Ethical and moral considerations regarding gene editing on embryos have impacted scientific organizations as well. Many organizations conduct research and experiments on viable and nonviable embryos left over from IVF, or embryos that have been specifically created for research. “Until there is no viable alternative, scientists will have to utilize such methods for scientific advancements and saving lives,” Vadher added.
The Future
What we have watched in science-fiction cinema may not be a figment of anyone’s imagination anymore. It may translate into reality.
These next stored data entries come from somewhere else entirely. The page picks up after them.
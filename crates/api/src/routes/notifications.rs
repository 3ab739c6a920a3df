//! Ingress and admin routes for notifications.

use axum::extract::rejection::JsonRejection;
use axum::extract::{Path, State};
use axum::http::StatusCode;
use axum::routing::{get, post};
use axum::{Json, Router};
use chrono::Utc;
use serde_json::json;

use relay_common::error::AppError;
use relay_common::types::{NotificationId, NotificationRequest};
use relay_engine::{IngestRequest, IngestService, Ingested};

use crate::middleware::auth::ApiKey;
use crate::state::AppState;

pub fn router() -> Router<AppState> {
    Router::new()
        .route("/api/notifications", post(ingest_notification))
        .route("/api/notifications/stats", get(notification_stats))
        .route("/api/notifications/{id}", get(get_notification))
}

/// POST /api/notifications: Accept a notification for delivery.
///
/// Always 202 for a well-formed request; `accepted` is `false` when the id was
/// already known.
async fn ingest_notification(
    State(state): State<AppState>,
    _auth: ApiKey,
    payload: Result<Json<IngestRequest>, JsonRejection>,
) -> Result<(StatusCode, Json<Ingested>), AppError> {
    let Json(request) = payload.map_err(|e| AppError::Validation(e.body_text()))?;
    let ingested = IngestService::ingest(state.store.as_ref(), request, Utc::now()).await?;
    Ok((StatusCode::ACCEPTED, Json(ingested)))
}

/// GET /api/notifications/{id}: Current delivery state of one notification.
async fn get_notification(
    State(state): State<AppState>,
    _auth: ApiKey,
    Path(id): Path<String>,
) -> Result<Json<NotificationRequest>, AppError> {
    let id = NotificationId::parse(id).map_err(AppError::Validation)?;
    let record = state
        .store
        .get(&id)
        .await?
        .ok_or_else(|| AppError::NotFound(format!("Notification {} not found", id)))?;
    Ok(Json(record))
}

/// GET /api/notifications/stats: Counts by state, plus dispatcher counters
/// when the dispatcher runs in this process.
async fn notification_stats(
    State(state): State<AppState>,
    _auth: ApiKey,
) -> Result<Json<serde_json::Value>, AppError> {
    let counts = state.store.counts_by_state().await?;
    let dispatcher = state.dispatcher.as_ref().map(|d| d.stats());

    Ok(Json(json!({
        "pending": counts.pending,
        "in_flight": counts.in_flight,
        "delivered": counts.delivered,
        "failed_permanent": counts.failed_permanent,
        "total": counts.total(),
        "dispatcher": dispatcher,
    })))
}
CRISPR technology continues to remain relevant in the field of gene editing, as treatments for certain cancers, the engineering of crops that will tackle climate change and improving people’s health and longevity are all being pursued with the help of the technology.
As CRISPR is a patented technology, several companies have registered for and obtained a license for commercial use. Mammoth Biosciences, a company co-founded by Doudna, is utilizing the technology to create sophisticated disease diagnostic systems. Companies such as Synthetic Genomics are testing the technology to create sustainable energy solutions. Similarly, various industries, from healthcare and agriculture to biotech.
A report by Allied Market Research states that the gene editing market will be valued at approximately $7.4 billion by 2031, a significant jump from its $3.9 billion valuation at 2021. These projections prove that there is immense potential in the field of gene editing, and the possibilities are unlimited.
Some people also claim that mankind will soon witness extinct creatures being resurrected – talk about experiencing Jurassic Park for real! However, the scientific community’s priority is solving pressing medical and social issues faced on the planet.
As newer methods such as genetic welding join the gene editing field, the public watches with bated breath, waiting for developments that may impact mankind for generations to come.
In Star Trek, several of the series explores this very concept – from engineered humans to life forms created for war or servitude… and the question the episodes asked remains relevant today – where do we go from here?